A deal that would allow officials from the US Public Company Accounting Oversight Board access to the audits could help resolve a stand-off between Washington and Beijing and prevent about 270 Chinese companies from being delisted by New York exchanges. One of the options being discussed as part of the possible protocol would involve US officials travelling to China and inspecting some of the audits in person after a period of quarantine in the country, which has a zero-Covid policy, one of the people said. The PCAOB denied earlier reports by the Financial Times and Reuters that its personnel were already in China and said they had not travelled there since 2017, adding that “speculation about a final agreement remains premature”.
The tensions have hammered investor confidence in Chinese companies. A senior executive at a large investor in China said: “There has to be a solution or the US capital market will be closed to Chinese firms for good.”
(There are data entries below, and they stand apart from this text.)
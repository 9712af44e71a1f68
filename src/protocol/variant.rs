//! Firmware-gated protocol variants
//!
//! Photo frames from firmware 2.1.1 onward start with an orientation byte.
//! Older firmware sends bare image data and the camera is always mounted
//! upside down. The variant is resolved once per connection and handed to
//! the reassemblers by value.

use std::cmp::Ordering;
use std::fmt;

use super::constants::ORIENTATION_FIRMWARE;

/// Dotted firmware revision, e.g. `2.1.1`
///
/// Missing trailing components compare as zero, so `2.1` == `2.1.0`.
/// Components that are not integers are treated as zero.
#[derive(Debug, Clone)]
pub struct FirmwareVersion {
    parts: Vec<u32>,
}

impl FirmwareVersion {
    /// Parse a firmware revision string
    ///
    /// Device information strings are often NUL padded, so surrounding
    /// whitespace and NUL bytes are stripped first.
    pub fn parse(s: &str) -> Self {
        let trimmed = s.trim_matches(|c: char| c.is_whitespace() || c == '\0');
        let parts = trimmed
            .split('.')
            .map(|p| p.trim().parse::<u32>().unwrap_or(0))
            .collect();
        Self { parts }
    }

    fn component(&self, i: usize) -> u32 {
        self.parts.get(i).copied().unwrap_or(0)
    }
}

impl PartialEq for FirmwareVersion {
    fn eq(&self, other: &Self) -> bool {
        self.cmp(other) == Ordering::Equal
    }
}

impl Eq for FirmwareVersion {}

impl PartialOrd for FirmwareVersion {
    fn partial_cmp(&self, other: &Self) -> Option<Ordering> {
        Some(self.cmp(other))
    }
}

impl Ord for FirmwareVersion {
    fn cmp(&self, other: &Self) -> Ordering {
        let len = self.parts.len().max(other.parts.len());
        (0..len)
            .map(|i| self.component(i).cmp(&other.component(i)))
            .find(|o| *o != Ordering::Equal)
            .unwrap_or(Ordering::Equal)
    }
}

impl fmt::Display for FirmwareVersion {
    fn fmt(&self, f: &mut fmt::Formatter<'_>) -> fmt::Result {
        let mut first = true;
        for part in &self.parts {
            if !first {
                f.write_str(".")?;
            }
            write!(f, "{}", part)?;
            first = false;
        }
        Ok(())
    }
}

/// Photo frame layout negotiated for a connection
#[derive(Debug, Clone, Copy, PartialEq, Eq)]
pub enum ProtocolVariant {
    /// No orientation byte; rotation is fixed at 180°
    Legacy,
    /// Chunk 0 starts with an orientation code
    Oriented,
}

impl ProtocolVariant {
    /// Resolve the variant from a firmware revision string
    pub fn from_firmware(revision: &str) -> Self {
        let threshold = FirmwareVersion::parse(ORIENTATION_FIRMWARE);
        if FirmwareVersion::parse(revision) >= threshold {
            ProtocolVariant::Oriented
        } else {
            ProtocolVariant::Legacy
        }
    }

    /// Whether photo chunk 0 carries an orientation byte
    pub fn has_orientation_byte(&self) -> bool {
        matches!(self, ProtocolVariant::Oriented)
    }

    /// Rotation to apply to a completed photo
    ///
    /// `orientation` is the code read from chunk 0, if any.
    pub fn rotation(&self, orientation: Option<u8>) -> Rotation {
        match self {
            ProtocolVariant::Legacy => Rotation::Deg180,
            ProtocolVariant::Oriented => orientation
                .map(Rotation::from_orientation_code)
                .unwrap_or(Rotation::Deg0),
        }
    }
}

/// Clockwise rotation needed to display a photo upright
#[derive(Debug, Clone, Copy, PartialEq, Eq, Hash)]
pub enum Rotation {
    Deg0,
    Deg90,
    Deg180,
    Deg270,
}

impl Rotation {
    /// Map a device orientation code to a rotation
    ///
    /// Unknown codes leave the image as is.
    pub fn from_orientation_code(code: u8) -> Self {
        match code {
            1 => Rotation::Deg90,
            2 => Rotation::Deg180,
            3 => Rotation::Deg270,
            _ => Rotation::Deg0,
        }
    }

    /// Angle in degrees
    pub fn degrees(&self) -> u16 {
        match self {
            Rotation::Deg0 => 0,
            Rotation::Deg90 => 90,
            Rotation::Deg180 => 180,
            Rotation::Deg270 => 270,
        }
    }
}

impl fmt::Display for Rotation {
    fn fmt(&self, f: &mut fmt::Formatter<'_>) -> fmt::Result {
        write!(f, "{}", self.degrees())
    }
}

#[cfg(test)]
mod tests {
    use super::*;

    #[test]
    fn test_version_ordering() {
        let v = FirmwareVersion::parse;
        assert!(v("2.1.1") == v("2.1.1"));
        assert!(v("2.1") < v("2.1.1"));
        assert!(v("2.1.0") == v("2.1"));
        assert!(v("2.2") > v("2.1.9"));
        assert!(v("10.0.0") > v("9.9.9"));
        assert!(v("2.1.1.1") > v("2.1.1"));
    }

    #[test]
    fn test_version_parse_padding_and_garbage() {
        assert_eq!(FirmwareVersion::parse("2.1.1\0\0").to_string(), "2.1.1");
        assert_eq!(FirmwareVersion::parse(" 2.0.9 ").to_string(), "2.0.9");
        assert_eq!(FirmwareVersion::parse("2.x.3").to_string(), "2.0.3");
    }

    #[test]
    fn test_variant_threshold() {
        let v = ProtocolVariant::from_firmware;
        assert_eq!(v("2.1.1"), ProtocolVariant::Oriented);
        assert_eq!(v("2.3.0"), ProtocolVariant::Oriented);
        assert_eq!(v("2.1.0"), ProtocolVariant::Legacy);
        assert_eq!(v("1.0.10"), ProtocolVariant::Legacy);
        assert_eq!(v(""), ProtocolVariant::Legacy);
    }

    #[test]
    fn test_rotation_codes() {
        let oriented = ProtocolVariant::Oriented;
        assert_eq!(oriented.rotation(Some(0)), Rotation::Deg0);
        assert_eq!(oriented.rotation(Some(1)), Rotation::Deg90);
        assert_eq!(oriented.rotation(Some(2)), Rotation::Deg180);
        assert_eq!(oriented.rotation(Some(3)), Rotation::Deg270);
        assert_eq!(oriented.rotation(Some(9)), Rotation::Deg0);
        assert_eq!(oriented.rotation(None), Rotation::Deg0);
    }

    #[test]
    fn test_legacy_rotation_is_fixed() {
        for code in [None, Some(0), Some(1), Some(3)] {
            assert_eq!(ProtocolVariant::Legacy.rotation(code), Rotation::Deg180);
        }
        assert_eq!(Rotation::Deg180.degrees(), 180);
    }
}
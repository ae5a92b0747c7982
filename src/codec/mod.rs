mod image_io;
mod info;

pub use image_io::{OutputFormat, decode_file, decode_memory, encode_file};
pub use info::{ImageInfo, image_info};
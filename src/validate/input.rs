use crate::{
    codec::OutputFormat,
    foundation::{
        color::Color,
        error::{RasterRole, WatermarkError, WatermarkResult},
    },
    raster::Raster,
};

const SUPPORTED_BITS_PER_PIXEL: [u16; 2] = [24, 32];

/// Accept a raster with three color components at 24 or 32 bits per pixel.
///
/// The raster is handed back unchanged so it can flow into the next stage.
pub fn validate_raster(raster: Raster, role: RasterRole) -> WatermarkResult<Raster> {
    let model = raster.model();
    if model.color_components != 3 {
        return Err(WatermarkError::UnsupportedColorModel {
            role,
            components: model.color_components,
        });
    }
    if !SUPPORTED_BITS_PER_PIXEL.contains(&model.bits_per_pixel) {
        return Err(WatermarkError::UnsupportedBitDepth {
            role,
            bits_per_pixel: model.bits_per_pixel,
        });
    }
    Ok(raster)
}

pub fn validate_dimensions(base: &Raster, watermark: &Raster) -> WatermarkResult<()> {
    if base.width() < watermark.width() || base.height() < watermark.height() {
        return Err(WatermarkError::OversizedWatermark);
    }
    Ok(())
}

pub fn validate_percentage(raw: &str) -> WatermarkResult<u8> {
    let value: i32 = raw.parse().map_err(|_| WatermarkError::NotInteger)?;
    u8::try_from(value)
        .ok()
        .filter(|v| *v <= 100)
        .ok_or(WatermarkError::PercentageOutOfRange)
}

/// Parse `"R G B"` into an opaque key color.
pub fn validate_color_triple(raw: &str) -> WatermarkResult<Color> {
    let [r, g, b] = parse_ints::<3>(raw).ok_or(WatermarkError::InvalidColorFormat)?;
    let channel = |v: i32| u8::try_from(v).map_err(|_| WatermarkError::ChannelOutOfRange);
    Ok(Color::rgb(channel(r)?, channel(g)?, channel(b)?))
}

/// Parse `"X Y"` and check `0 <= X <= max_x`, `0 <= Y <= max_y`.
pub fn validate_position(raw: &str, max_x: u32, max_y: u32) -> WatermarkResult<(u32, u32)> {
    let [x, y] = parse_ints::<2>(raw).ok_or(WatermarkError::InvalidPositionFormat)?;
    let coord = |v: i32, max: u32| {
        u32::try_from(v)
            .ok()
            .filter(|v| *v <= max)
            .ok_or(WatermarkError::PositionOutOfRange)
    };
    Ok((coord(x, max_x)?, coord(y, max_y)?))
}

/// The name must end in a literal, case-sensitive `.jpg` or `.png`.
pub fn validate_output_extension(name: &str) -> WatermarkResult<OutputFormat> {
    match name.rsplit_once('.') {
        Some((_, "jpg")) => Ok(OutputFormat::Jpg),
        Some((_, "png")) => Ok(OutputFormat::Png),
        _ => Err(WatermarkError::InvalidOutputExtension),
    }
}

// Exactly N integers separated by single spaces.
fn parse_ints<const N: usize>(raw: &str) -> Option<[i32; N]> {
    let mut out = [0i32; N];
    let mut parts = raw.split(' ');
    for slot in &mut out {
        *slot = parts.next()?.parse().ok()?;
    }
    match parts.next() {
        Some(_) => None,
        None => Some(out),
    }
}

#[cfg(test)]
#[path = "../../tests/unit/validate/input.rs"]
mod tests;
It comes a month after Beijing revised some of its audit secrecy rules in an attempt to halt the escalating dispute with Washington, which if unresolved could result in companies with a combined market capitalisation of about $2 trillion being delisted in 2024. Companies including ecommerce giant JD.com, tech group Pinduoduo and state-owned oil company China Petroleum & Chemical Corp were added to a list of entities facing possible delisting this week.
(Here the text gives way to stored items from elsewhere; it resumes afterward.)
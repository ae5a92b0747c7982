use std::{path::PathBuf, process::ExitCode};

use anyhow::Context as _;
use clap::{ArgAction, Parser, Subcommand};
use tracing_subscriber::EnvFilter;

#[derive(Parser, Debug)]
#[command(name = "watermark", version)]
struct Cli {
    /// Increase log verbosity (-v info, -vv debug, -vvv trace). `RUST_LOG` wins when set.
    #[arg(short, long, action = ArgAction::Count, global = true)]
    verbose: u8,

    #[command(subcommand)]
    cmd: Command,
}

#[derive(Subcommand, Debug)]
enum Command {
    /// Blend a watermark onto an image and write the result.
    Compose(ComposeArgs),
    /// Print the size and color model of an image.
    Info(InfoArgs),
}

#[derive(Parser, Debug)]
struct ComposeArgs {
    /// Base image.
    #[arg(long)]
    image: PathBuf,

    /// Watermark image.
    #[arg(long)]
    watermark: PathBuf,

    /// Watermark weight, integer 0-100.
    #[arg(long, allow_hyphen_values = true)]
    percentage: String,

    /// Placement method: single or grid.
    #[arg(long)]
    position_method: String,

    /// Top-left corner for single placement, "X Y".
    #[arg(long, allow_hyphen_values = true)]
    position: Option<String>,

    /// Use the watermark's alpha channel (translucent watermarks only).
    #[arg(long)]
    alpha: bool,

    /// Key color treated as transparent, "R G B" (opaque watermarks only).
    #[arg(long, allow_hyphen_values = true)]
    transparency_color: Option<String>,

    /// Output file, must end in .jpg or .png.
    #[arg(long)]
    out: PathBuf,

    /// Blend rows in parallel.
    #[arg(long)]
    parallel: bool,

    /// Worker threads for --parallel (default: one per core).
    #[arg(long)]
    threads: Option<usize>,
}

#[derive(Parser, Debug)]
struct InfoArgs {
    /// Image to inspect.
    path: PathBuf,

    /// Print the report as JSON.
    #[arg(long)]
    json: bool,
}

fn main() -> ExitCode {
    let cli = Cli::parse();
    init_tracing(cli.verbose);

    let res = match cli.cmd {
        Command::Compose(args) => cmd_compose(args),
        Command::Info(args) => cmd_info(args),
    };
    match res {
        Ok(()) => ExitCode::SUCCESS,
        Err(err) => {
            eprintln!("{err:#}");
            ExitCode::FAILURE
        }
    }
}

fn init_tracing(verbose: u8) {
    let default = match verbose {
        0 => "warn",
        1 => "info",
        2 => "debug",
        _ => "trace",
    };
    let filter = EnvFilter::try_from_default_env().unwrap_or_else(|_| EnvFilter::new(default));
    tracing_subscriber::fmt()
        .with_env_filter(filter)
        .with_writer(std::io::stderr)
        .with_target(false)
        .init();
}

fn cmd_compose(args: ComposeArgs) -> anyhow::Result<()> {
    let request = watermark::WatermarkRequest {
        image: args.image,
        watermark: args.watermark,
        use_alpha: args.alpha,
        transparency_color: args.transparency_color,
        percentage: args.percentage,
        position_method: args.position_method,
        position: args.position,
        output: args.out,
        threading: watermark::BlendThreading {
            parallel: args.parallel,
            threads: args.threads,
        },
    };

    let outcome = watermark::run(&request)?;
    println!("{outcome}");
    Ok(())
}

fn cmd_info(args: InfoArgs) -> anyhow::Result<()> {
    let info = watermark::image_info(&args.path)?;
    if args.json {
        let json = serde_json::to_string_pretty(&info).context("serialize image info")?;
        println!("{json}");
    } else {
        println!("{info}");
    }
    Ok(())
}
mod run;

pub use run::{WatermarkOutcome, WatermarkRequest, prepare, run};
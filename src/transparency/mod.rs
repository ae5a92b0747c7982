mod classify;

pub use classify::{TransparencyClass, TransparencyMode, classify, resolve_transparency};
The Securities and Exchange Commission started naming companies in March, kicking off a three-year countdown on delistings after years of simmering tensions over the issue, and prompting a sharp sell-off of Chinese stocks. Last month, Fang Xinghai, vice-chair of the CSRC, said he expected the two regulators would reach a compromise and that recent talks with the PCAOB had been “very smooth”, adding: “We have confidence to reach a deal in the near term and we believe this uncertainty will fade away soon.”
His comments were made after the CSRC said it would relax confidentiality laws that prevent its overseas-listed companies from providing sensitive financial information to foreign regulators. It was a significant concession to pressure from Washington over access to audit documents but left some areas of concern as the new draft rules explicitly prevented companies from sharing “state secrets”.
Last week Goldman Sachs published a report citing a senior executive of consultancy China Moon Strategies, who said they believed there was a 90 percent chance China and the US would reach a compromise that would prevent the delistings.
“China tends to wait until the last minute, but this time could be different as the market is pushing,” the Goldman report said. It added the Chinese companies were still “welcome” to raise capital in the US despite an effective halt to dealmaking since the calamitous initial public offering of ride-hailing app Didi Chuxing last June, when Beijing launched a regulatory crackdown that caused its share price to fall 90 percent.
Amid the tensions, some Chinese companies listed in New York have attempted to mitigate the delisting risk by switching auditors or launching secondary listings in Hong Kong. This week, KE Holdings, an online estate agent, was the latest to issue shares on the Hong Kong exchange. BeiGene, a biotech group, last month replaced its auditor — EY’s Chinese member firm — with EY in the US in an attempt to comply with audit access rules.